When we divide ourselves by our differences instead of remembering we all need to eat supper at the end of the day.
It
was this feeling of being part of something bigger than myself that
even the rain and wind couldn’t spoil. It reminded me why we’re here.
For when we lose our connections to the sources that bring us life and
instead spin in a frenzy of activities, consumption, and information,
there is something irredeemably magical about a slice of time with such
a pure pursuit as harvesting food for the table.
Even when it’s
hard. Even when you’re wet and cold and dreaming of dry sheets and
clean toilet seats. Even then. Especially then.
“It’s a pretty
day outside,” Elias said as I carried him on my back, head bent to the
ground to avoid the driving rain, “Look, Mommy, a boat.”
And
later, when we sat on the shore eating the very same salmon we caught
hours earlier in the waters before us, a rare meal this close to the
source, Elias said, “Mmmmmm, we’re having a good dinner.”
Mmmmmm is right.
Pictures from the trip, almost all taken during the one break in the weather:


























(One of three bowls we processed last night, enough for salmon dinners once a week for a year. Thank you fish god for directing some of your school into our net-- and into everyone's net who tries.)
--Excerpted from Following Elias, originally published on Parents.com.

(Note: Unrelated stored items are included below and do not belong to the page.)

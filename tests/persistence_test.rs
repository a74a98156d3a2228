use actor_store::{
    Concept, ConceptRepository, Locale, StoreConfig, StoreError, WikiEntity, WikiEntityRepository, WikiSearchName,
    WikiSearchNameRepository, WikiTitle, WikiTitleRepository,
};
use std::fs;

fn config(dir: &std::path::Path) -> StoreConfig {
    StoreConfig::new(dir, Locale::new("ro", "md").unwrap())
}

/// Create N records, close, reopen: every field of every record survives.
#[test]
fn test_concepts_round_trip_through_close() {
    let test_dir = tempfile::tempdir().unwrap();
    let config = config(test_dir.path());
    let locale = config.locale.clone();

    let names = ["Chisinau", "Balti", "Moldova", "Maia Sandu", "PSRM", "Igor Dodon"];
    let mut created = Vec::new();
    {
        let mut repo = ConceptRepository::open(&config).unwrap();
        for name in names {
            let mut concept = Concept::new(&locale, name, None);
            if name == "PSRM" {
                concept = concept.abbreviation().with_context_names(vec!["Partidul Socialistilor".to_string()]);
            }
            created.push(repo.create(concept).unwrap());
        }
        repo.increment_popularity(&created[0].id).unwrap();
        created[0].popularity += 1;
        repo.close().unwrap();
    }

    assert!(config.concepts_file().is_file());

    let repo = ConceptRepository::open(&config).unwrap();
    assert_eq!(repo.count(), names.len());
    for (before, reloaded) in created.iter().zip(repo.all()) {
        assert_eq!(before, reloaded);
    }
    assert_eq!(repo.get_by_name_hash(&created[3].name_hash).len(), 1);
}

#[test]
fn test_every_mutation_is_persisted_without_close() {
    let test_dir = tempfile::tempdir().unwrap();
    let config = config(test_dir.path());
    let locale = config.locale.clone();

    let mut repo = ConceptRepository::open(&config).unwrap();
    let kept = repo.create(Concept::new(&locale, "Cahul", None)).unwrap();
    let dropped = repo.create(Concept::new(&locale, "Ungheni", None)).unwrap();
    repo.delete(&dropped.id).unwrap();

    // a second handle sees exactly what the first one has written so far
    let observer = ConceptRepository::open(&config).unwrap();
    assert_eq!(observer.count(), 1);
    assert!(observer.exists(&kept.id));
    drop(repo);
}

#[test]
fn test_batch_writes_once_at_the_end() {
    let test_dir = tempfile::tempdir().unwrap();
    let config = config(test_dir.path());
    let locale = config.locale.clone();

    let mut repo = ConceptRepository::open(&config).unwrap();
    repo.batch(|repo| {
        for name in ["Comrat", "Soroca", "Orhei", "Comrat"] {
            repo.create_or_update(Concept::new(&locale, name, None))?;
        }
        assert!(!config.concepts_file().exists());
        Ok(())
    })
    .unwrap();

    let observer = ConceptRepository::open(&config).unwrap();
    assert_eq!(observer.count(), 3);
    let popularity: u32 = observer.all().iter().map(|c| c.popularity).sum();
    assert_eq!(popularity, 4);
}

#[test]
fn test_files_follow_locale_layout() {
    let test_dir = tempfile::tempdir().unwrap();
    let config = config(test_dir.path());
    let locale = config.locale.clone();

    let mut concepts = ConceptRepository::open(&config).unwrap();
    concepts.create(Concept::new(&locale, "Nistru", None)).unwrap();
    let mut entities = WikiEntityRepository::open(&config).unwrap();
    entities.create(WikiEntity::new("Q217", "Moldova", "ro", vec!["h".to_string()])).unwrap();
    let mut names = WikiSearchNameRepository::open(&config).unwrap();
    names.create(WikiSearchName::new(&locale, "Moldova")).unwrap();
    let mut titles = WikiTitleRepository::open(&config).unwrap();
    titles.create(WikiTitle::new("ro", "Republica Moldova")).unwrap();

    concepts.close().unwrap();
    entities.close().unwrap();
    names.close().unwrap();
    titles.close().unwrap();

    let data_dir = test_dir.path().join("ro-md");
    assert!(data_dir.join("concepts.json").is_file());
    assert!(data_dir.join("wiki-entities.json").is_file());
    assert!(data_dir.join("wiki-search-names.json").is_file());
    assert!(test_dir.path().join("ro-wiki-titles.json").is_file());

    // files are plain JSON arrays of records
    let raw = fs::read_to_string(data_dir.join("wiki-entities.json")).unwrap();
    let value: serde_json::Value = serde_json::from_str(&raw).unwrap();
    assert_eq!(value.as_array().unwrap().len(), 1);
    assert_eq!(value[0]["namesHashes"][0], "h");
    assert!(value[0]["createdAt"].is_string());
}

#[test]
fn test_wiki_entities_round_trip_with_indexes() {
    let test_dir = tempfile::tempdir().unwrap();
    let config = config(test_dir.path());

    let mut entity = WikiEntity::new("Q1", "Stefan cel Mare", "ro", vec!["n1".to_string(), "n2".to_string()]);
    entity.partial_names_hashes = vec!["p1".to_string()];
    entity.lastname = Some("Mare".to_string());
    entity.country_codes = Some(vec!["md".to_string(), "ro".to_string()]);

    let created = {
        let mut repo = WikiEntityRepository::open(&config).unwrap();
        let created = repo.create(entity).unwrap();
        repo.close().unwrap();
        created
    };

    let repo = WikiEntityRepository::open(&config).unwrap();
    assert_eq!(repo.get_by_id("Q1"), Some(&created));
    assert_eq!(repo.get_by_name_hash("n2").len(), 1);
    assert_eq!(repo.get_by_partial_name_hash("p1").len(), 1);
}

#[test]
fn test_failed_flush_does_not_count_the_observation() {
    let test_dir = tempfile::tempdir().unwrap();
    let store_dir = test_dir.path().join("store");
    let locale = Locale::new("ro", "md").unwrap();

    let mut repo = ConceptRepository::open_path(store_dir.join("concepts.json")).unwrap();
    let created = repo.create_or_update(Concept::new(&locale, "Soroca", None)).unwrap();

    // a plain file where the directory should be makes every write fail
    fs::remove_dir_all(&store_dir).unwrap();
    fs::write(&store_dir, "").unwrap();

    let err = repo.create_or_update(Concept::new(&locale, "Soroca", None)).unwrap_err();
    assert!(matches!(err, StoreError::Io(_)));
    assert_eq!(repo.get_by_id(&created.id).unwrap().popularity, 1);

    let err = repo.create(Concept::new(&locale, "Edinet", None)).unwrap_err();
    assert!(matches!(err, StoreError::Io(_)));
    assert_eq!(repo.count(), 1);

    fs::remove_file(&store_dir).unwrap();
    assert!(repo.create(Concept::new(&locale, "Edinet", None)).is_ok());
    assert_eq!(repo.create_or_update(Concept::new(&locale, "Soroca", None)).unwrap().popularity, 2);
    repo.close().unwrap();

    let reopened = ConceptRepository::open_path(store_dir.join("concepts.json")).unwrap();
    assert_eq!(reopened.count(), 2);
    assert_eq!(reopened.get_by_id(&created.id).unwrap().popularity, 2);
}
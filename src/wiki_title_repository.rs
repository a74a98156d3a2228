use crate::config::StoreConfig;
use crate::merge::Update;
use crate::models::{SearchPatch, WikiTitle};
use crate::store::Collection;
use crate::StoreError;
use chrono::Utc;
use serde::Serialize;
use std::fs;
use std::path::PathBuf;
use tracing::info;

/// Wiki page titles already fetched, shared by all countries of a language
pub struct WikiTitleRepository {
    items: Collection<WikiTitle>,
}

impl WikiTitleRepository {
    pub fn open(config: &StoreConfig) -> Result<Self, StoreError> {
        Self::open_path(config.wiki_titles_file())
    }

    pub fn open_path(path: impl Into<PathBuf>) -> Result<Self, StoreError> {
        Ok(Self { items: Collection::open(path)? })
    }

    pub fn close(self) -> Result<(), StoreError> {
        self.items.close()
    }

    /// Make sure the backing file exists, writing the current (possibly empty) contents.
    pub fn create_storage(&mut self) -> Result<(), StoreError> {
        self.items.flush()
    }

    /// Drop every title and remove the backing file.
    pub fn delete_storage(&mut self) -> Result<(), StoreError> {
        let removed = self.items.count();
        self.items.batch(|items| items.clear())?;

        let path = self.items.path();
        if path.exists() {
            fs::remove_file(path).map_err(StoreError::Io)?;
        }
        info!(path = %path.display(), removed, "wiki title storage deleted");

        Ok(())
    }

    pub fn count(&self) -> usize {
        self.items.count()
    }

    pub fn get_by_id(&self, id: &str) -> Option<&WikiTitle> {
        self.items.get(id)
    }

    pub fn get_by_ids<S: AsRef<str>>(&self, ids: &[S]) -> Vec<&WikiTitle> {
        self.items.get_many(ids)
    }

    pub fn exists(&self, id: &str) -> bool {
        self.items.exists(id)
    }

    pub fn delete(&mut self, id: &str) -> Result<bool, StoreError> {
        self.items.delete(id)
    }

    pub fn create(&mut self, title: WikiTitle) -> Result<WikiTitle, StoreError> {
        self.items.create(title)
    }

    pub fn update<P: Serialize>(&mut self, update: &Update<P>) -> Result<Option<WikiTitle>, StoreError> {
        self.items.update(update)
    }

    pub fn create_or_update(&mut self, title: WikiTitle) -> Result<WikiTitle, StoreError> {
        if !self.items.exists(&title.id) {
            return self.items.create(title);
        }

        let id = title.id.clone();
        self.items
            .update(&Update::set(id.clone(), title))?
            .ok_or_else(|| StoreError::Other(format!("wiki title {} vanished during update", id)))
    }

    /// Mark a title as searched now.
    pub fn touch(&mut self, id: &str) -> Result<Option<WikiTitle>, StoreError> {
        self.items.update(&Update::set(id, SearchPatch::searched_at(Utc::now())))
    }
}

#[cfg(test)]
mod tests {
    use super::*;

    #[test]
    fn test_storage_lifecycle() {
        let temp_dir = tempfile::tempdir().unwrap();
        let path = temp_dir.path().join("titles").join("en-wiki-titles.json");
        let mut repo = WikiTitleRepository::open_path(&path).unwrap();

        repo.create_storage().unwrap();
        assert!(path.is_file());

        repo.create(WikiTitle::new("en", "Moldova")).unwrap();
        repo.delete_storage().unwrap();
        assert!(!path.exists());
        assert_eq!(repo.count(), 0);
    }

    #[test]
    fn test_dates_survive_reopen() {
        let temp_dir = tempfile::tempdir().unwrap();
        let path = temp_dir.path().join("en-wiki-titles.json");

        let mut repo = WikiTitleRepository::open_path(&path).unwrap();
        let created = repo.create(WikiTitle::new("en", "Chisinau")).unwrap();
        repo.close().unwrap();

        let reopened = WikiTitleRepository::open_path(&path).unwrap();
        let loaded = reopened.get_by_id(&created.id).unwrap();
        assert_eq!(loaded, &created);
        assert!(loaded.created_at.is_some());
        assert!(loaded.last_search_at.is_some());
    }

    #[test]
    fn test_delete_missing_title() {
        let temp_dir = tempfile::tempdir().unwrap();
        let mut repo = WikiTitleRepository::open_path(temp_dir.path().join("t.json")).unwrap();
        assert!(!repo.delete("en:Nothing").unwrap());
        assert!(repo.touch("en:Nothing").unwrap().is_none());
    }
}
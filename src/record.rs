use chrono::{DateTime, Utc};
use serde::de::DeserializeOwned;
use serde::Serialize;

use crate::StoreError;

/// A record kind that can live in a [`Collection`](crate::store::Collection).
///
/// Field names used by `INDEXED_FIELDS`, `PROTECTED_FIELDS` and update delete
/// lists are the serialized (camelCase) names.
pub trait Record: Clone + Serialize + DeserializeOwned {
    /// Collection name, used in errors and logs
    const KIND: &'static str;

    /// Hash-valued fields kept in a secondary index.
    const INDEXED_FIELDS: &'static [&'static str] = &[];

    /// Fields an update can never change or remove.
    const PROTECTED_FIELDS: &'static [&'static str] = &["id", "createdAt"];

    fn id(&self) -> &str;

    /// Values of an indexed field. Single-valued fields yield one element,
    /// list fields yield one per entry.
    fn hash_values(&self, _field: &str) -> Vec<&str> {
        Vec::new()
    }

    /// Fill fields the caller left absent before first insertion.
    fn fill_defaults(&mut self, now: DateTime<Utc>);

    /// Check invariants a stored record must hold. Runs after defaults are
    /// filled on create and after every update.
    fn validate(&self) -> Result<(), StoreError> {
        Ok(())
    }
}

/// A record carrying an occurrence-weighted popularity
pub trait Weighted {
    fn popularity(&self) -> u32;
}
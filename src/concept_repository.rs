use crate::config::StoreConfig;
use crate::merge::Update;
use crate::models::{Concept, ConceptPatch, NAME_HASH, ROOT_NAME_HASH};
use crate::popularity::{rank_groups, PopularHash};
use crate::prune::PrunePolicy;
use crate::store::Collection;
use crate::StoreError;
use std::path::PathBuf;

fn is_abbreviation(concept: &Concept) -> bool {
    concept.is_abbr
}

fn is_one_word_name(concept: &Concept) -> bool {
    !concept.is_abbr && concept.count_words == 1
}

pub const ABBREVIATIONS: PrunePolicy<Concept> = PrunePolicy { name: "abbreviations", includes: is_abbreviation };
pub const ONE_WORD_NAMES: PrunePolicy<Concept> = PrunePolicy { name: "one-word names", includes: is_one_word_name };

fn items(repo: &mut ConceptRepository) -> &mut Collection<Concept> {
    &mut repo.items
}

/// Persisted concepts of one locale.
pub struct ConceptRepository {
    items: Collection<Concept>,
}

impl ConceptRepository {
    pub fn open(config: &StoreConfig) -> Result<Self, StoreError> {
        Self::open_path(config.concepts_file())
    }

    pub fn open_path(path: impl Into<PathBuf>) -> Result<Self, StoreError> {
        Ok(Self { items: Collection::open(path)? })
    }

    pub fn close(self) -> Result<(), StoreError> {
        self.items.close()
    }

    pub fn count(&self) -> usize {
        self.items.count()
    }

    pub fn create(&mut self, concept: Concept) -> Result<Concept, StoreError> {
        self.items.create(concept)
    }

    pub fn update<P: serde::Serialize>(&mut self, update: &Update<P>) -> Result<Option<Concept>, StoreError> {
        self.items.update(update)
    }

    /// Record one more observation of `concept`.
    ///
    /// A new concept is stored with popularity 1 whatever the caller passed; a
    /// known one gets popularity + 1 and the caller's other fields merged in.
    pub fn create_or_update(&mut self, mut concept: Concept) -> Result<Concept, StoreError> {
        match self.items.get(&concept.id).map(|existing| existing.popularity) {
            None => {
                concept.popularity = 1;
                self.items.create(concept)
            }
            Some(popularity) => {
                concept.popularity = popularity.saturating_add(1);
                let id = concept.id.clone();
                self.items
                    .update(&Update::set(id.clone(), concept))?
                    .ok_or_else(|| StoreError::Other(format!("concept {} vanished during update", id)))
            }
        }
    }

    /// Returns the new popularity, or `None` if the id is unknown.
    pub fn increment_popularity(&mut self, id: &str) -> Result<Option<u32>, StoreError> {
        self.items.modify(id, |concept| {
            concept.popularity = concept.popularity.saturating_add(1);
            concept.popularity
        })
    }

    pub fn get_by_id(&self, id: &str) -> Option<&Concept> {
        self.items.get(id)
    }

    pub fn get_by_ids<S: AsRef<str>>(&self, ids: &[S]) -> Vec<&Concept> {
        self.items.get_many(ids)
    }

    pub fn exists(&self, id: &str) -> bool {
        self.items.exists(id)
    }

    pub fn delete(&mut self, id: &str) -> Result<bool, StoreError> {
        self.items.delete(id)
    }

    pub fn delete_ids<S: AsRef<str>>(&mut self, ids: &[S]) -> Result<usize, StoreError> {
        self.items.delete_ids(ids)
    }

    pub fn delete_all(&mut self) -> Result<usize, StoreError> {
        self.items.clear()
    }

    pub fn list(&self, limit: usize, skip: usize) -> Vec<&Concept> {
        self.items.list(limit, skip)
    }

    pub fn all(&self) -> Vec<&Concept> {
        self.items.all()
    }

    pub fn get_by_name_hash(&self, hash: &str) -> Vec<&Concept> {
        self.items.get_by_hash(NAME_HASH, hash)
    }

    pub fn get_by_root_name_hash(&self, hash: &str) -> Vec<&Concept> {
        self.items.get_by_hash(ROOT_NAME_HASH, hash)
    }

    pub fn delete_by_name_hash<S: AsRef<str>>(&mut self, hashes: &[S]) -> Result<usize, StoreError> {
        self.items.delete_by_hash_set(NAME_HASH, hashes)
    }

    pub fn delete_by_root_name_hash<S: AsRef<str>>(&mut self, hashes: &[S]) -> Result<usize, StoreError> {
        self.items.delete_by_hash_set(ROOT_NAME_HASH, hashes)
    }

    /// Abbreviations seen together with a full name
    pub fn get_abbr_concepts_with_context_name(&self) -> Vec<&Concept> {
        self.items.iter().filter(|c| c.is_abbr && c.context_names.is_some()).collect()
    }

    /// Full names that carry a known abbreviation
    pub fn get_concepts_with_abbr(&self) -> Vec<&Concept> {
        self.items.iter().filter(|c| !c.is_abbr && c.abbr.is_some()).collect()
    }

    /// Root name hashes ranked by the summed popularity of their concepts.
    ///
    /// Concepts with fewer than `min_count_words` words are ignored; 0 counts as 1.
    pub fn get_popular_root_name_hashes(&self, limit: usize, skip: usize, min_count_words: u32) -> Vec<PopularHash> {
        let min_count_words = min_count_words.max(1);
        let entries = self
            .items
            .iter()
            .filter(|c| c.count_words >= min_count_words)
            .map(|c| (c.root_name_hash.as_str(), c.id.as_str(), c.popularity));

        rank_groups(entries, limit, skip)
    }

    pub fn delete_unpopular(&mut self, threshold: u32) -> Result<usize, StoreError> {
        PrunePolicy::all().prune(&mut self.items, threshold)
    }

    pub fn delete_unpopular_abbreviations(&mut self, threshold: u32) -> Result<usize, StoreError> {
        ABBREVIATIONS.prune(&mut self.items, threshold)
    }

    pub fn delete_unpopular_one_words(&mut self, threshold: u32) -> Result<usize, StoreError> {
        ONE_WORD_NAMES.prune(&mut self.items, threshold)
    }

    /// Run several mutations with one flush at the end.
    pub fn batch<T>(&mut self, work: impl FnOnce(&mut Self) -> Result<T, StoreError>) -> Result<T, StoreError> {
        Collection::batch_with(self, items, work)
    }

    /// Partial update with the typed concept patch.
    pub fn patch(&mut self, id: &str, patch: ConceptPatch, delete: &[&str]) -> Result<Option<Concept>, StoreError> {
        self.items.update(&Update::set(id, patch).with_delete(delete.iter().copied()))
    }
}
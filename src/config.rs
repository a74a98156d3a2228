use crate::StoreError;
use serde::{Deserialize, Serialize};
use std::fmt;
use std::fs;
use std::path::{Path, PathBuf};

const DEFAULT_DATA_DIR: &str = "./data";
const DATA_DIR_ENV: &str = "ACTOR_STORE_DATA_DIR";

/// A language + country pair identifying one regional set of collections.
#[derive(Debug, Clone, PartialEq, Eq, Hash, Serialize, Deserialize)]
pub struct Locale {
    lang: String,
    country: String,
}

impl Locale {
    /// Trims and lower-cases both codes, then requires two ASCII letters each.
    pub fn new(lang: &str, country: &str) -> Result<Self, StoreError> {
        let lang = lang.trim().to_lowercase();
        let country = country.trim().to_lowercase();

        if !is_valid_code(&lang) {
            return Err(StoreError::Validation(format!("language is invalid: {}", lang)));
        }
        if !is_valid_code(&country) {
            return Err(StoreError::Validation(format!("country is invalid: {}", country)));
        }

        Ok(Self { lang, country })
    }

    pub fn lang(&self) -> &str {
        &self.lang
    }

    pub fn country(&self) -> &str {
        &self.country
    }
}

impl fmt::Display for Locale {
    fn fmt(&self, f: &mut fmt::Formatter<'_>) -> fmt::Result {
        write!(f, "{}-{}", self.lang, self.country)
    }
}

fn is_valid_code(code: &str) -> bool {
    code.len() == 2 && code.bytes().all(|b| b.is_ascii_lowercase())
}

/// Where each collection of a locale lives on disk
#[derive(Debug, Clone)]
pub struct StoreConfig {
    pub base_dir: PathBuf,
    pub locale: Locale,
}

impl StoreConfig {
    pub fn new(base_dir: impl Into<PathBuf>, locale: Locale) -> Self {
        Self { base_dir: base_dir.into(), locale }
    }

    /// Base directory from `ACTOR_STORE_DATA_DIR`, falling back to `./data`
    pub fn from_env(locale: Locale) -> Self {
        let base_dir = std::env::var(DATA_DIR_ENV).unwrap_or_else(|_| DEFAULT_DATA_DIR.to_string());
        Self::new(base_dir, locale)
    }

    pub fn data_dir(&self) -> PathBuf {
        self.base_dir.join(self.locale.to_string())
    }

    pub fn concepts_file(&self) -> PathBuf {
        self.data_dir().join("concepts.json")
    }

    pub fn wiki_entities_file(&self) -> PathBuf {
        self.data_dir().join("wiki-entities.json")
    }

    pub fn wiki_search_names_file(&self) -> PathBuf {
        self.data_dir().join("wiki-search-names.json")
    }

    /// Titles are shared by every country of a language.
    pub fn wiki_titles_file(&self) -> PathBuf {
        self.base_dir.join(format!("{}-wiki-titles.json", self.locale.lang()))
    }

    pub fn articles_dir(&self) -> PathBuf {
        self.data_dir().join("articles")
    }

    pub fn actors_file(&self) -> PathBuf {
        self.data_dir().join("actors.json")
    }

    pub fn concept_actors_file(&self) -> PathBuf {
        self.data_dir().join("concept-actors.json")
    }
}

pub fn ensure_dir_exists(dir: &Path) -> Result<(), StoreError> {
    if !dir.exists() {
        fs::create_dir_all(dir).map_err(StoreError::Io)?;
    }
    Ok(())
}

Copyright 2009 by Meredith Corporation. All rights reserved. Reprinted with permission.
SaraSkates wrote:
I came back to your blog to read this a second time today - thank you for such a great story, and message.
7/29/2008 8:44 PM CDT
Following Elias wrote:
Thank YOU Sara for letting me know that you read it not once but twice.
7/30/2008 1:26 AM CDT
gretacamp wrote:
You are so lucky to participate in such an adventure. We all can camp in the outdoors if we choose and remember with a collective, ancestral memory the closeness to the land and water and creatures that keeps us alive. So easy to forget with supermarkets, online shopping, and fruit shipped from New Zealand just b/c it's in season there. But in Alaska, and with the resident right to fish for salmon in the wind and rain, you are lucky to be able to sharpen your tie with the earth and her bounty. This is another gift for Elias, as he continues to give you and Nick the gift of his unspoiled optimism.